Frage an Lars Castellucci von Michael G. bezüglich Verbraucherschutz

Im Sternartikel „Das entmündigte Volk“ vom 31.07. wird beschrieben: „Nur noch fünf Prozent der Deutschen glauben, dass sie Politik durch Wahlen maßgeblich mitbestimmen können.“
1) Was könnte man tun, um die Menschen wieder mehr für die Politik zu interessieren? Wären direkte Volksentscheide für sie eine Ergänzung zu unserem deutschen Demokratieprinzip?

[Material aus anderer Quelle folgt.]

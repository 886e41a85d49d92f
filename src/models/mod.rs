mod budget;
mod category;
mod transaction;

pub(crate) use budget::{Budget, DEFAULT_BUDGET_LIMIT, MAX_BUDGET_LIMIT};
pub(crate) use category::Category;
pub(crate) use transaction::Transaction;
mod ledger;
mod logging;
mod models;
mod run;
mod settings;
mod ui;

use anyhow::Result;

use logging::LogTarget;
use settings::Settings;

fn main() -> Result<()> {
    let args: Vec<String> = std::env::args().skip(1).collect();
    let (settings, rest) = Settings::from_args(&args)?;

    // Before the ledger, so a rejected --budget is logged too.
    let target = LogTarget::for_args(&rest);
    logging::init(target);

    // The one ledger for this run; every screen and command borrows it from here.
    let mut ledger = settings.build_ledger()?;

    match target {
        LogTarget::File => run::as_tui(&mut ledger),
        LogTarget::Stderr => run::as_cli(&rest, &mut ledger),
    }
}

Am 8. September 2009 soll im Bundestag ein Gesetz verabschiedet werden, das den Lissabonner Vertrag rechtsverbindlich macht. Der Vertrag hat Folgen, welche die im Grundgesetz verankerten Grundwerte Demokratie und Freiheit nach Meinung vieler Experten einschränken oder gefährden und überträgt wichtige Kompetenzen auf die EU-Ebene.

So soll zum Beispiel über militärische Einsätze in Zukunft auf EU-Ebene entschieden werden. Das Bundesverfassungsgericht hat in seinem Urteil bestätigt, dass über einen Militäreinsatz im Bundestag entschieden werden muss. Allerdings wird mit der Ausnahmeregelung bei „Gefahr im Verzug“ dennoch eine Möglichkeit geschaffen, ohne Legitimierung des Bundestags die Bundeswehr einzusetzen.
2) Welche Stellung beziehen sie hierzu? Wie stehen Sie zu einem Einsatz der Bundeswehr im Inland?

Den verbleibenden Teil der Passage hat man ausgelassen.